Capítulo 21

Un búfalo suelto en la iglesia

Una docena de niños vestidos de blanco y azul marino, con pantalones ellos, con faldas ellas, ejecutaban un baile sincronizado por el pasillo cuando entré discretamente en el Mount Ararat a la mañana siguiente. Según decía el tablero de anuncios de la fachada, el oficio religioso comenzaba oficialmente a las diez. Eran cerca de las once. Había llegado tarde a propósito, confiando en que faltara poco para el final; no obstante, parecía que el servicio acababa de comenzar.

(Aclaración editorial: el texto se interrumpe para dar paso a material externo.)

use async_trait::async_trait;
use classpulse_broadcaster::{
    BroadcasterError, ChannelSubscriber, LiveBroadcaster, LiveServer, LocalRelay, Subscriber,
};
use std::sync::atomic::{AtomicUsize, Ordering};
use std::sync::Arc;
use std::time::Duration;
use tempfile::tempdir;
use tokio::io::{AsyncBufReadExt, AsyncWriteExt, BufReader};
use tokio::net::UnixStream;
use uuid::Uuid;

/// Subscriber whose every send fails
struct BrokenSubscriber {
    id: Uuid,
    attempts: AtomicUsize,
}

#[async_trait]
impl Subscriber for BrokenSubscriber {
    fn id(&self) -> Uuid {
        self.id
    }

    async fn send(&self, _text: &str) -> classpulse_broadcaster::Result<()> {
        self.attempts.fetch_add(1, Ordering::SeqCst);
        Err(BroadcasterError::SubscriberClosed(self.id))
    }
}

async fn recv(rx: &mut tokio::sync::mpsc::UnboundedReceiver<String>) -> Option<String> {
    tokio::time::timeout(Duration::from_secs(2), rx.recv())
        .await
        .ok()
        .flatten()
}

#[tokio::test]
async fn test_failed_subscriber_does_not_block_others() {
    let broadcaster = LiveBroadcaster::new(Arc::new(LocalRelay::new()));

    let broken = Arc::new(BrokenSubscriber {
        id: Uuid::new_v4(),
        attempts: AtomicUsize::new(0),
    });
    let (healthy, mut rx) = ChannelSubscriber::new();

    broadcaster.subscribe("cam-1", broken.clone()).await.unwrap();
    broadcaster.subscribe("cam-1", Arc::new(healthy)).await.unwrap();

    broadcaster.publish("cam-1", "first".to_string()).await.unwrap();
    broadcaster.publish("cam-1", "second".to_string()).await.unwrap();

    assert_eq!(recv(&mut rx).await.as_deref(), Some("first"));
    assert_eq!(recv(&mut rx).await.as_deref(), Some("second"));

    // Removed after the first failed pass
    assert_eq!(broken.attempts.load(Ordering::SeqCst), 1);
    assert_eq!(broadcaster.subscriber_count("cam-1").await, 1);
}

#[tokio::test]
async fn test_rooms_are_isolated() {
    let broadcaster = LiveBroadcaster::new(Arc::new(LocalRelay::new()));
    let (a, mut rx_a) = ChannelSubscriber::new();
    let (b, mut rx_b) = ChannelSubscriber::new();
    broadcaster.subscribe("cam-1", Arc::new(a)).await.unwrap();
    broadcaster.subscribe("cam-2", Arc::new(b)).await.unwrap();

    broadcaster.publish("cam-2", "for-b".to_string()).await.unwrap();
    assert_eq!(recv(&mut rx_b).await.as_deref(), Some("for-b"));
    assert!(tokio::time::timeout(Duration::from_millis(100), rx_a.recv())
        .await
        .is_err());
}

#[tokio::test]
async fn test_relay_reaches_subscribers_of_other_instances() {
    let relay = Arc::new(LocalRelay::new());
    let ingesting = LiveBroadcaster::new(relay.clone());
    let serving = LiveBroadcaster::new(relay.clone());

    let (sub, mut rx) = ChannelSubscriber::new();
    serving.subscribe("cam-1", Arc::new(sub)).await.unwrap();

    ingesting.publish("cam-1", "relayed".to_string()).await.unwrap();
    assert_eq!(recv(&mut rx).await.as_deref(), Some("relayed"));
    assert_eq!(ingesting.forwarder_count().await, 0);
}

#[tokio::test]
async fn test_per_room_order_is_preserved() {
    let broadcaster = LiveBroadcaster::new(Arc::new(LocalRelay::new()));
    let (sub, mut rx) = ChannelSubscriber::new();
    broadcaster.subscribe("cam-1", Arc::new(sub)).await.unwrap();

    for i in 0..20 {
        broadcaster.publish("cam-1", i.to_string()).await.unwrap();
    }
    for i in 0..20 {
        assert_eq!(recv(&mut rx).await, Some(i.to_string()));
    }
}

#[tokio::test]
async fn test_live_server_lifecycle() {
    let temp_dir = tempdir().unwrap();
    let socket_path = temp_dir.path().join("live.sock");

    let broadcaster = Arc::new(LiveBroadcaster::new(Arc::new(LocalRelay::new())));
    let server = LiveServer::new(&socket_path, broadcaster);

    server.start().await.unwrap();
    assert!(socket_path.exists());
    assert!(server.start().await.is_err());

    server.stop().await.unwrap();
    assert!(!socket_path.exists());
    assert!(server.stop().await.is_err());
}

#[tokio::test]
async fn test_socket_client_subscribes_and_receives() {
    let temp_dir = tempdir().unwrap();
    let socket_path = temp_dir.path().join("live_sub.sock");

    let broadcaster = Arc::new(LiveBroadcaster::new(Arc::new(LocalRelay::new())));
    let server = LiveServer::new(&socket_path, broadcaster.clone());
    server.start().await.unwrap();

    let stream = UnixStream::connect(&socket_path).await.unwrap();
    let (reader, mut writer) = stream.into_split();
    let mut lines = BufReader::new(reader).lines();

    writer.write_all(b"subscribe room-101\n").await.unwrap();
    let ack = tokio::time::timeout(Duration::from_secs(2), lines.next_line())
        .await
        .unwrap()
        .unwrap()
        .unwrap();
    let ack: serde_json::Value = serde_json::from_str(&ack).unwrap();
    assert_eq!(ack["type"], "subscribed");
    assert_eq!(ack["room"], "room-101");

    broadcaster
        .publish("room-101", "{\"type\":\"frame\"}".to_string())
        .await
        .unwrap();
    let line = tokio::time::timeout(Duration::from_secs(2), lines.next_line())
        .await
        .unwrap()
        .unwrap()
        .unwrap();
    assert_eq!(line, "{\"type\":\"frame\"}");

    // Disconnect releases the subscription
    drop(writer);
    drop(lines);
    for _ in 0..50 {
        if broadcaster.subscriber_count("room-101").await == 0 {
            break;
        }
        tokio::time::sleep(Duration::from_millis(10)).await;
    }
    assert_eq!(broadcaster.subscriber_count("room-101").await, 0);

    server.stop().await.unwrap();
}

#[tokio::test]
async fn test_unknown_command_gets_error_reply() {
    let temp_dir = tempdir().unwrap();
    let socket_path = temp_dir.path().join("live_err.sock");

    let broadcaster = Arc::new(LiveBroadcaster::new(Arc::new(LocalRelay::new())));
    let server = LiveServer::new(&socket_path, broadcaster);
    server.start().await.unwrap();

    let mut stream = UnixStream::connect(&socket_path).await.unwrap();
    stream.write_all(b"dance\n").await.unwrap();

    let mut reader = BufReader::new(&mut stream);
    let mut line = String::new();
    tokio::time::timeout(Duration::from_secs(2), reader.read_line(&mut line))
        .await
        .unwrap()
        .unwrap();
    let reply: serde_json::Value = serde_json::from_str(line.trim()).unwrap();
    assert_eq!(reply["type"], "error");

    server.stop().await.unwrap();
}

Había acompañado a Morrell a su casa en Evanston antes de ir a la iglesia; me dijo que se había quedado conmigo en Chicago porque pensaba que la herida del hombro iba a dejarme fuera de circulación, no por el gusto de hibernar con el señor Contreras y los perros. Entendí su punto de vista pero, aun así, me sentí abandonada; lo dejé en la portería y no entré. Si Marcena estaba acurrucada delante del televisor, que así fuera.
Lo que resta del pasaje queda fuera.